There are no easy comps for a Tatis extension. The Braves Ronald Acuña and Ozzies Albies signed their deals too early, for too little money. Those contracts were largely panned as offensively team-friendly and shouldn’t be used as baseline for a would-be Tatis extension. Alex Bregman signed a deal with the Astros before his third season of team control back in 2019, but he was 25 at the time, so it’s not a one-to-one comparison. Trout’s first extension could be a model for Tatis, but Trout had already accumulated 21 WAR by then. Tatis is unique because he’s so young and so good, but also because he’s only played 143 games.

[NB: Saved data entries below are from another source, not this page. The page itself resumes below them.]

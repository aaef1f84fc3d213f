//! Feedback ingestion and credit assignment.
//!
//! The aggregate score of a round is attached to the questions varied in
//! that round, tagged with the option in effect. best_option is then the
//! highest-mean option over each question's own trials.
//!
//! This conflates a question's own effect with whatever else changed in the
//! vector between trials. Accepted: the grader gives one scalar per round.

use crate::error::{Result, SweepError};
use crate::exam::{Exam, Grade, Proposal};
use crate::store::QuestionStore;
use crate::submission_log::{LogRow, SubmissionLog};
use tracing::debug;

/// Check that a proposal fits the exam layout
pub fn validate(exam: &Exam, proposal: &Proposal, fallback_options: u8) -> Result<()> {
    if proposal.answers.len() != exam.len() {
        return Err(SweepError::ExamMismatch {
            expected: exam.len(),
            actual: proposal.answers.len(),
        });
    }
    for (position, (question, &option)) in exam.questions.iter().zip(&proposal.answers).enumerate() {
        let max = question.option_count(fallback_options);
        if option == 0 || option > max {
            return Err(SweepError::InvalidOption {
                position,
                option,
                max,
            });
        }
    }
    Ok(())
}

/// Apply one graded round to memory and the submission log
pub fn ingest(
    store: &mut QuestionStore,
    log: &mut SubmissionLog,
    exam: &Exam,
    proposal: &Proposal,
    grade: Grade,
) -> Result<()> {
    if proposal.answers.len() != exam.len() {
        return Err(SweepError::ExamMismatch {
            expected: exam.len(),
            actual: proposal.answers.len(),
        });
    }

    let score = grade.score();
    for (question, &chosen) in exam.questions.iter().zip(&proposal.answers) {
        store.ensure(&question.id, &question.text);
        log.record(LogRow::new(
            proposal.round,
            question.id.clone(),
            question.snapshot(),
            chosen,
            score,
        ));
    }

    for &position in &proposal.varied {
        let Some(question) = exam.get(position) else {
            continue;
        };
        let option = proposal.answers[position];
        if let Some(record) = store.get_mut(&question.id) {
            record.record_trial(option, score, proposal.round);
            debug!(
                "Q{} [{}] option {} -> {} (best now {:?})",
                position + 1,
                question.id.short(),
                option,
                grade,
                record.best_option
            );
        }
    }

    Ok(())
}

#[cfg(test)]
mod tests {
    use super::*;

    fn exam() -> Exam {
        Exam::from_texts(vec![
            ("first", vec!["a".to_string(), "b".to_string()]),
            ("second", vec!["a".to_string(), "b".to_string()]),
        ])
    }

    #[test]
    fn test_only_varied_questions_get_trials() {
        let exam = exam();
        let mut store = QuestionStore::new(2);
        let mut log = SubmissionLog::new(2);
        let proposal = Proposal {
            round: 1,
            answers: vec![2, 1],
            varied: vec![0],
        };

        ingest(&mut store, &mut log, &exam, &proposal, Grade::Scored(1)).unwrap();

        let first = store.get(&exam.questions[0].id).unwrap();
        let second = store.get(&exam.questions[1].id).unwrap();
        assert_eq!(first.trials.len(), 1);
        assert_eq!(first.best_option, Some(2));
        assert!(second.trials.is_empty());
        assert_eq!(log.len(), 2);
    }

    #[test]
    fn test_undetermined_does_not_move_best() {
        let exam = exam();
        let mut store = QuestionStore::new(2);
        let mut log = SubmissionLog::new(2);
        let id = exam.questions[0].id.clone();

        let p1 = Proposal { round: 1, answers: vec![1, 1], varied: vec![0] };
        ingest(&mut store, &mut log, &exam, &p1, Grade::Scored(0)).unwrap();
        let p2 = Proposal { round: 2, answers: vec![2, 1], varied: vec![0] };
        ingest(&mut store, &mut log, &exam, &p2, Grade::Undetermined).unwrap();

        let record = store.get(&id).unwrap();
        assert_eq!(record.trials.len(), 2);
        assert_eq!(record.trials[1].score, None);
        assert_eq!(record.best_option, Some(1));
        assert_eq!(record.option_stats()[&2].scored, 0);
        assert_eq!(log.get(&id).unwrap().score, None);
    }

    #[test]
    fn test_validate_rejects_bad_vectors() {
        let exam = exam();
        let short = Proposal { round: 1, answers: vec![1], varied: vec![] };
        assert!(matches!(validate(&exam, &short, 4), Err(SweepError::ExamMismatch { .. })));

        let out_of_range = Proposal { round: 1, answers: vec![1, 3], varied: vec![] };
        assert!(matches!(
            validate(&exam, &out_of_range, 4),
            Err(SweepError::InvalidOption { position: 1, option: 3, max: 2 })
        ));

        let ok = Proposal { round: 1, answers: vec![2, 1], varied: vec![] };
        assert!(validate(&exam, &ok, 4).is_ok());
    }
}
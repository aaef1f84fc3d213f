//! Best-answer report over question memory.
//!
//! For every remembered question: per-option mean score and trial counts,
//! and the option currently believed best.

use crate::exam::Exam;
use crate::identifier::QuestionId;
use crate::store::QuestionStore;
use serde::Serialize;

#[derive(Debug, Clone, PartialEq, Serialize)]
pub struct OptionLine {
    pub option: u8,
    pub mean: Option<f64>,
    pub scored: usize,
    pub total: usize,
}

#[derive(Debug, Clone, PartialEq, Serialize)]
pub struct QuestionSummary {
    /// Position in the given exam, when one was supplied and contains it
    pub position: Option<usize>,
    pub id: QuestionId,
    pub preview: String,
    pub best_option: Option<u8>,
    pub best_score: Option<f64>,
    pub current_option: u8,
    pub prior_option: Option<u8>,
    pub options: Vec<OptionLine>,
}

/// Summaries ordered by exam position when an exam is given, otherwise
/// from least to most recently touched.
pub fn summarize(store: &QuestionStore, exam: Option<&Exam>) -> Vec<QuestionSummary> {
    let mut summaries: Vec<QuestionSummary> = store
        .iter_by_recency()
        .map(|record| QuestionSummary {
            position: exam.and_then(|e| e.position_of(&record.id)),
            id: record.id.clone(),
            preview: record.preview.clone(),
            best_option: record.best_option,
            best_score: record.best_score,
            current_option: record.current_option,
            prior_option: record.prior_option,
            options: record
                .option_stats()
                .into_iter()
                .map(|(option, stats)| OptionLine {
                    option,
                    mean: (stats.scored > 0).then_some(stats.mean),
                    scored: stats.scored,
                    total: stats.total,
                })
                .collect(),
        })
        .collect();

    if exam.is_some() {
        summaries.sort_by_key(|s| s.position.unwrap_or(usize::MAX));
    }
    summaries
}

/// Best-known answer vector for an exam (option 1 where nothing is known)
pub fn best_vector(store: &QuestionStore, exam: &Exam) -> Vec<u8> {
    exam.questions
        .iter()
        .map(|q| store.get(&q.id).and_then(|r| r.best_option).unwrap_or(1))
        .collect()
}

The good news is that the Padres should have the payroll flexibility to extend Tatis without dumping any money. Manny Machado is under contract for the long haul—though he could actually opt out after 2023—but the Padres other two big contracts either expire or shrink soon. Wil Myers is due north of $40 million over the next two seasons, with the Padres possessing an option on his deal for 2023. And if Eric Hosmer doesn’t opt out after 2022, his annual earnings drop from $21 million to just $13 million from 2023 through 2025. If the Padres sign Tatis to a deal, they can structure his salary to escalate gradually, like it would if the two sides played it year to year. Tatis wouldn’t start making the big bucks until 2023 or so, when the Padres receive payroll relief. Trading Myers—or not spending in free agency—shouldn’t be a prerequisite to extending Tatis.
The Padres don’t have to sign Tatis yet, but it should be at the top of the team’s priority list this offseason. There’s risk in any type of long-term pact, of course; maybe Tatis’s injury woes return, or maybe his strikeout rate jumps back up. Maybe he’s more Correa than Betts, more Lindor than Trout. But Tatis has already displayed so much in so little time, even a backtrack in performance or semi-frequent trips to the IL wouldn’t sap too much of his value. (Check out the numbers of Correa and Lindor.) Plus, there’s a chance—a reasonable chance—that he just keeps rolling, someday challening Trout as the game’s best player while fending off fellow youngsters like Acuña and Juan Soto. Either way, the Padres would be smart to tether themselves to Tatis for as long as he’s willing. There are few better ways to spend money.
The Padres have finally found the heir to Tony Gwynn’s throne, some 19 years after Gwynn retired, as king of Padres baseball. They can’t let him abdicate after just five or six years. The Padres could put off the extension for another offseason, but we’ll be able to enjoy Tatis even more if we know he’s going to be around for at least most of the decade.